Helping to Engage
in Our Community
A partnership between the University of Saskatchewan College of Nursing and community partner Street Culture Project Inc., is helping to engage street-involved youth in Regina. Street Culture Project is a non-profit, charitable organization that actively works to empower vulnerable youth within the community. They use social entrepreneurialism, positive role-modeling, community resources, positive social activities, education-based programming and life-skills training to enable youth to change their lives.
Partnering with Street Culture for their evening programming, provides an opportunity for College of Nursing students during their clinical placements to engage with vulnerable youth and provide informal teaching and life skills training. Between Fall 2014 and Winter 2017, nursing students delivered 63 interactive educational/recreational sessions at Street Culture. Youth attendance at the sessions has totalled over 400.
- Arts & Crafts - tie dye, painting, creating dream catchers and picture frames
- Socialization & Games - Board games and spa nights
- Health Teaching - mental health awareness, nutrition and cooking skills and discussions around substance abuse and prevention
- Physical Activity - community walks, basketball, trampoline and games in the park
Initial funding for the partnership between Street Culture Project and the College of Nursing was provided by the University of Saskatchewan Office of Outreach and Engagement through a Community Engaged Experiential Learning Grant.

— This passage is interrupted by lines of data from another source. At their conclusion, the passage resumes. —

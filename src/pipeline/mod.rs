//! Pipeline module - Derived dashboard views
//!
//! Every view is a pure function of the snapshot and the filter selection.
//! Trade-level views honour only the sentiment selection; profile-level views
//! honour only the cluster selection; the top-trader table and the heatmap
//! always use the unfiltered tables.

mod clusters;
mod trades;

pub use clusters::{
    cluster_distribution, cluster_pnl_distribution, cluster_summary,
    cluster_win_rate_distribution, top_traders_per_cluster, win_rate_heatmap, ClusterSummary,
    ClusterSummaryRow, WinRateHeatmap,
};
pub use trades::{
    compute_kpis, pnl_by_sentiment, scatter_points, size_bin_win_rates, win_rate,
    win_rate_by, win_rate_by_sentiment, win_rate_by_side, Distribution, GroupWinRate, Kpis,
    ScatterPoint, SizeBinWinRate,
};

use crate::data::{
    ClusterId, DataProcessor, DataSnapshot, FilterSelection, TradeRecord, TraderProfile,
};
use serde::Serialize;
use tracing::debug;

/// Tunables of the view computation.
#[derive(Debug, Clone, Copy, PartialEq, Eq)]
pub struct ViewOptions {
    pub top_n: usize,
    pub size_bins: usize,
    pub preview_rows: usize,
}

impl Default for ViewOptions {
    fn default() -> Self {
        Self {
            top_n: 5,
            size_bins: 4,
            preview_rows: 10,
        }
    }
}

/// All views for one filter selection.
#[derive(Debug, Clone, Serialize)]
pub struct DashboardViews<'a> {
    #[serde(skip)]
    pub filtered_trades: Vec<&'a TradeRecord>,
    #[serde(skip)]
    pub filtered_profiles: Vec<&'a TraderProfile>,
    pub kpis: Kpis,
    pub trade_preview: Vec<&'a TradeRecord>,
    pub profile_preview: Vec<&'a TraderProfile>,
    pub win_rate_by_sentiment: Vec<GroupWinRate>,
    pub win_rate_by_side: Vec<GroupWinRate>,
    pub win_rate_by_size: Vec<SizeBinWinRate>,
    pub pnl_by_sentiment: Vec<Distribution<String>>,
    pub cluster_win_rate: Vec<Distribution<ClusterId>>,
    pub cluster_total_pnl: Vec<Distribution<ClusterId>>,
    pub cluster_summary: ClusterSummary,
    pub top_traders: Vec<&'a TraderProfile>,
    pub heatmap: WinRateHeatmap,
    pub scatter: Vec<ScatterPoint<'a>>,
}

impl<'a> DashboardViews<'a> {
    pub fn compute(
        snapshot: &'a DataSnapshot,
        selection: &FilterSelection,
        options: &ViewOptions,
    ) -> Self {
        let filtered_trades = DataProcessor::filter_trades(snapshot.trades(), selection);
        let filtered_profiles = DataProcessor::filter_profiles(snapshot.profiles(), selection);
        debug!(
            trades = filtered_trades.len(),
            profiles = filtered_profiles.len(),
            sentiments = selection.sentiments.len(),
            clusters = selection.clusters.len(),
            "filters applied"
        );

        let kpis = compute_kpis(&filtered_trades);
        let win_rate_by_size = size_bin_win_rates(&filtered_trades, options.size_bins);
        debug!(bins = win_rate_by_size.len(), "size bins computed");

        let heatmap = win_rate_heatmap(snapshot.trades());
        debug!(
            clusters = heatmap.clusters.len(),
            sentiments = heatmap.sentiments.len(),
            "heatmap computed"
        );

        Self {
            kpis,
            trade_preview: filtered_trades.iter().copied().take(options.preview_rows).collect(),
            profile_preview: filtered_profiles
                .iter()
                .copied()
                .take(options.preview_rows)
                .collect(),
            win_rate_by_sentiment: win_rate_by_sentiment(&filtered_trades),
            win_rate_by_side: win_rate_by_side(&filtered_trades),
            win_rate_by_size,
            pnl_by_sentiment: pnl_by_sentiment(&filtered_trades),
            cluster_win_rate: cluster_win_rate_distribution(&filtered_profiles),
            cluster_total_pnl: cluster_pnl_distribution(&filtered_profiles),
            cluster_summary: cluster_summary(
                &filtered_profiles,
                &snapshot.profiles().feature_columns,
            ),
            top_traders: top_traders_per_cluster(snapshot.profiles(), options.top_n),
            heatmap,
            scatter: scatter_points(&filtered_trades),
            filtered_trades,
            filtered_profiles,
        }
    }
}

#[cfg(test)]
mod tests {
    use super::*;
    use crate::data::ProfileTable;

    fn snapshot() -> DataSnapshot {
        DataSnapshot::new(
            vec![
                TradeRecord::new("A", "buy", 50.0, 100.0, Some(true), Some("Fear")),
                TradeRecord::new("B", "sell", 80.0, -20.0, Some(false), Some("Greed")),
            ],
            ProfileTable::new(vec![
                TraderProfile::new("A", Some(ClusterId::from(0)), 10.0, 60.0, 500.0),
                TraderProfile::new("B", Some(ClusterId::from(1)), 5.0, 30.0, -200.0),
            ]),
        )
    }

    #[test]
    fn test_fear_only_selection() {
        let snapshot = snapshot();
        let selection = FilterSelection::new(["Fear"], snapshot.cluster_options());
        let views = DashboardViews::compute(&snapshot, &selection, &ViewOptions::default());

        assert_eq!(views.filtered_trades.len(), 1);
        assert_eq!(views.filtered_trades[0].account, "A");
        assert_eq!(views.kpis.total_trades, 1);
        assert_eq!(views.kpis.total_pnl, 100.0);
        assert_eq!(views.kpis.overall_win_rate, 100.0);
        assert_eq!(views.win_rate_by_sentiment.len(), 1);
    }

    #[test]
    fn test_cluster_zero_selection() {
        let snapshot = snapshot();
        let selection = FilterSelection::new(snapshot.sentiment_options(), [ClusterId::from(0)]);
        let views = DashboardViews::compute(&snapshot, &selection, &ViewOptions::default());

        assert_eq!(views.filtered_profiles.len(), 1);
        assert_eq!(views.filtered_profiles[0].account, "A");
        assert_eq!(
            views.cluster_summary.mean(&ClusterId::from(0), "total_pnl"),
            Some(500.0)
        );
        // cluster filter does not reach trade-level views or the unfiltered tables
        assert_eq!(views.kpis.total_trades, 2);
        assert_eq!(views.top_traders.len(), 2);
        assert_eq!(views.heatmap.clusters.len(), 2);
    }

    #[test]
    fn test_empty_selection_degrades_without_errors() {
        let snapshot = snapshot();
        let views = DashboardViews::compute(
            &snapshot,
            &FilterSelection::default(),
            &ViewOptions::default(),
        );

        assert_eq!(views.kpis.total_trades, 0);
        assert!(views.kpis.overall_win_rate.is_nan());
        assert!(views.win_rate_by_size.is_empty());
        assert!(views.cluster_summary.rows.is_empty());
        assert!(views.scatter.is_empty());
        assert_eq!(views.heatmap.cell(&ClusterId::from(0), "Fear"), Some(100.0));
    }

    #[test]
    fn test_views_serialize_nan_as_null() {
        let snapshot = snapshot();
        let views = DashboardViews::compute(
            &snapshot,
            &FilterSelection::default(),
            &ViewOptions::default(),
        );
        let json = serde_json::to_value(&views).unwrap();
        assert!(json["kpis"]["overall_win_rate"].is_null());
        assert_eq!(json["top_traders"][0]["account"], "A");
        assert_eq!(json["top_traders"][0]["cluster"], "0");
        assert!(json.get("filtered_trades").is_none());
    }
}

In June 2015, K+S Potash Canada generously donated $21,000 over three years. The partnership between K+S and the College of Nursing allowed for nursing students to continue to deliver the unique programming to youth, complementary to Street Culture’s regular programs.
Word on the Street ...
“The programming provided by the College of Nursing students is well designed and meets the capacity and interests of the youth, with the evening programming based in both education and recreation. What really works well is the hands-on mentoring, where the nursing students work alongside the youth to create and serve a meal before the evening’s event. This is exceptional and critical in our efforts around ‘normalizing’ a street youth’s experience in government based housing services.”

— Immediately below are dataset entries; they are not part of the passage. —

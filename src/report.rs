//! Terminal rendering of the dashboard views.

use crate::data::{ClusterId, TradeRecord, TraderProfile};
use crate::pipeline::{DashboardViews, Distribution, GroupWinRate};
use comfy_table::presets::UTF8_FULL;
use comfy_table::{ContentArrangement, Row, Table};
use std::fmt::Write;

/// Formatting for undefined values.
pub const MISSING: &str = "n/a";

pub fn fmt_value(value: f64) -> String {
    if value.is_nan() {
        MISSING.to_string()
    } else {
        format!("{value:.2}")
    }
}

pub fn fmt_percent(value: f64) -> String {
    if value.is_nan() {
        MISSING.to_string()
    } else {
        format!("{value:.2}%")
    }
}

fn new_table(header: impl Into<Row>) -> Table {
    let mut table = Table::new();
    table
        .load_preset(UTF8_FULL)
        .set_content_arrangement(ContentArrangement::Dynamic)
        .set_header(header);
    table
}

fn win_rate_table(key_header: &str, rows: &[GroupWinRate]) -> Table {
    let mut table = new_table(vec![key_header, "Trades", "Win Rate (%)"]);
    for row in rows {
        table.add_row(vec![
            row.key.clone(),
            row.trades.to_string(),
            fmt_value(row.win_rate),
        ]);
    }
    table
}

fn distribution_table<K: ToString>(key_header: &str, rows: &[Distribution<K>]) -> Table {
    let mut table = new_table(vec![
        key_header, "Count", "Min", "Q1", "Median", "Q3", "Max", "Mean",
    ]);
    for row in rows {
        let s = &row.summary;
        table.add_row(vec![
            row.key.to_string(),
            s.count.to_string(),
            fmt_value(s.min),
            fmt_value(s.q1),
            fmt_value(s.median),
            fmt_value(s.q3),
            fmt_value(s.max),
            fmt_value(s.mean),
        ]);
    }
    table
}

fn cluster_label(cluster: Option<&ClusterId>) -> String {
    cluster.map(ToString::to_string).unwrap_or_else(|| MISSING.to_string())
}

fn trade_table(rows: &[&TradeRecord]) -> Table {
    let mut table = new_table(vec![
        "Account",
        "Side",
        "Size (USD)",
        "Closed PnL",
        "Win",
        "Sentiment",
        "Cluster",
    ]);
    for trade in rows {
        table.add_row(vec![
            trade.account.clone(),
            trade.side.clone(),
            fmt_value(trade.size_usd),
            fmt_value(trade.closed_pnl),
            trade
                .win
                .map(|w| u8::from(w).to_string())
                .unwrap_or_else(|| MISSING.to_string()),
            trade
                .classification
                .clone()
                .unwrap_or_else(|| MISSING.to_string()),
            cluster_label(trade.cluster.as_ref()),
        ]);
    }
    table
}

fn profile_table(rows: &[&TraderProfile]) -> Table {
    let mut table = new_table(vec![
        "Account",
        "Cluster",
        "Total Trades",
        "Win Rate",
        "Total PnL",
    ]);
    for profile in rows {
        table.add_row(vec![
            profile.account.clone(),
            cluster_label(profile.cluster.as_ref()),
            fmt_value(profile.total_trades),
            fmt_value(profile.win_rate),
            fmt_value(profile.total_pnl),
        ]);
    }
    table
}

/// Render every view as a sequence of titled tables.
pub fn render_report(views: &DashboardViews<'_>) -> String {
    let mut out = String::new();
    let kpis = &views.kpis;

    // Writing into a String cannot fail.
    let _ = writeln!(out, "Trader Performance & Market Sentiment Dashboard");
    let _ = writeln!(
        out,
        "Total Trades: {}   Total PnL (USD): ${:.0}   Overall Win Rate: {}\n",
        kpis.total_trades,
        kpis.total_pnl,
        fmt_percent(kpis.overall_win_rate)
    );

    let mut section = |title: &str, table: Table| {
        let _ = writeln!(out, "== {title} ==\n{table}\n");
    };

    section("Merged Trades (preview)", trade_table(&views.trade_preview));
    section("Trader Clusters (preview)", profile_table(&views.profile_preview));
    section(
        "PnL Distribution by Market Sentiment",
        distribution_table("Sentiment", &views.pnl_by_sentiment),
    );
    section(
        "Win Rate by Market Sentiment",
        win_rate_table("Sentiment", &views.win_rate_by_sentiment),
    );
    section(
        "Trade Side Performance",
        win_rate_table("Side", &views.win_rate_by_side),
    );

    let mut size_table = new_table(vec!["Trade Size Bin", "Trades", "Win Rate (%)"]);
    for bin in &views.win_rate_by_size {
        size_table.add_row(vec![
            bin.label.clone(),
            bin.trades.to_string(),
            fmt_value(bin.win_rate),
        ]);
    }
    section("Trade Size vs Win Rate", size_table);

    section(
        "Win Rate Distribution by Cluster",
        distribution_table("Cluster", &views.cluster_win_rate),
    );
    section(
        "Total PnL Distribution by Cluster",
        distribution_table("Cluster", &views.cluster_total_pnl),
    );

    let summary = &views.cluster_summary;
    let mut header = vec!["Cluster".to_string(), "Traders".to_string()];
    header.extend(summary.columns.iter().cloned());
    let mut summary_table = new_table(header);
    for row in &summary.rows {
        let mut cells = vec![row.cluster.to_string(), row.traders.to_string()];
        cells.extend(row.means.iter().map(|m| fmt_value(*m)));
        summary_table.add_row(cells);
    }
    section("Cluster Summary Metrics", summary_table);

    section(
        "Top Profitable Traders per Cluster",
        profile_table(&views.top_traders),
    );

    let heatmap = &views.heatmap;
    let mut header = vec!["Cluster".to_string()];
    header.extend(heatmap.sentiments.iter().cloned());
    let mut heatmap_table = new_table(header);
    for (cluster, cells) in heatmap.clusters.iter().zip(&heatmap.cells) {
        let mut row = vec![cluster.to_string()];
        row.extend(cells.iter().map(|cell| match cell {
            Some(v) => format!("{v:.1}"),
            None => MISSING.to_string(),
        }));
        heatmap_table.add_row(row);
    }
    section("Win Rate Heatmap: Cluster vs Sentiment (%)", heatmap_table);

    let _ = writeln!(
        out,
        "Trade Size vs PnL: {} plottable trades",
        views.scatter.len()
    );
    out
}

#[cfg(test)]
mod tests {
    use super::*;
    use crate::data::{DataSnapshot, FilterSelection, ProfileTable};
    use crate::pipeline::ViewOptions;

    fn snapshot() -> DataSnapshot {
        DataSnapshot::new(
            vec![
                TradeRecord::new("A", "buy", 50.0, 100.0, Some(true), Some("Fear")),
                TradeRecord::new("B", "sell", 80.0, -20.0, Some(false), Some("Greed")),
            ],
            ProfileTable::new(vec![
                TraderProfile::new("A", Some(ClusterId::from(0)), 10.0, 60.0, 500.0),
                TraderProfile::new("B", Some(ClusterId::from(1)), 5.0, 30.0, -200.0),
            ]),
        )
    }

    #[test]
    fn test_formatting() {
        assert_eq!(fmt_value(f64::NAN), "n/a");
        assert_eq!(fmt_value(1.234), "1.23");
        assert_eq!(fmt_percent(50.0), "50.00%");
    }

    #[test]
    fn test_report_lists_every_section() {
        let snapshot = snapshot();
        let views = DashboardViews::compute(
            &snapshot,
            &FilterSelection::all(&snapshot),
            &ViewOptions::default(),
        );
        let report = render_report(&views);
        assert!(report.contains("Total Trades: 2"));
        assert!(report.contains("Overall Win Rate: 50.00%"));
        assert!(report.contains("Cluster Summary Metrics"));
        assert!(report.contains("Top Profitable Traders per Cluster"));
        assert!(report.contains("Greed"));
        assert!(report.contains("Trade Size vs PnL: 2 plottable trades"));
    }

    #[test]
    fn test_report_of_empty_selection_shows_undefined_win_rate() {
        let snapshot = snapshot();
        let views = DashboardViews::compute(
            &snapshot,
            &FilterSelection::default(),
            &ViewOptions::default(),
        );
        let report = render_report(&views);
        assert!(report.contains("Overall Win Rate: n/a"));
    }
}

Kim Sutherland, C.E.O. of Street Culture Project Inc.
“K+S Potash Canada is proud to partner with the U of S and the Street Culture Project, so consistent programming can be offered, which will result in improved health outcomes for vulnerable youth and ultimately, the community of Regina.”

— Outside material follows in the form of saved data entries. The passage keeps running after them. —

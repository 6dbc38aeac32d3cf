//! Trader Dashboard - trader performance vs market sentiment
//!
//! Loads the merged trade table and the trader cluster table once, then derives
//! every dashboard view for a sentiment/cluster selection.

pub mod charts;
pub mod config;
pub mod data;
pub mod pipeline;
pub mod report;
pub mod stats;

pub use config::DashboardConfig;
pub use data::{DataLoader, DataSnapshot, FilterSelection, LoaderError};
pub use pipeline::{DashboardViews, ViewOptions};
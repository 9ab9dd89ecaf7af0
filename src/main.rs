// src/main.rs

use obsidia::{cli, logging, run};

#[tokio::main]
async fn main() {
    if let Err(err) = run_main().await {
        eprintln!("obsidia error: {err:?}");
        std::process::exit(1);
    }
}

async fn run_main() -> anyhow::Result<()> {
    let args = cli::parse();
    logging::init_logging(args.log_level)?;
    run(args).await
}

Maeghan Dubois, Senior Communications Specialist, K+S Potash Canada
“The College of Nursing-Street Culture Kids Youth Engagement Project has provided a wonderful learning opportunity for our Regina nursing students to interact with street-involved youth in a meaningful way. The youth have input into the types of activities offered by the nursing students and since their attendance is optional during the Tuesday evening programming, our nursing students need to be truly responsive to the needs of the youth at Street Culture or they simply won’t come. It really is a win-win for both the nursing students and the youth. We are grateful to Street Culture Project Inc. for allowing our students to have clinical experiences at this dynamic non-profit organization, and to K+S Potash for the funding that allows us to deliver this program.”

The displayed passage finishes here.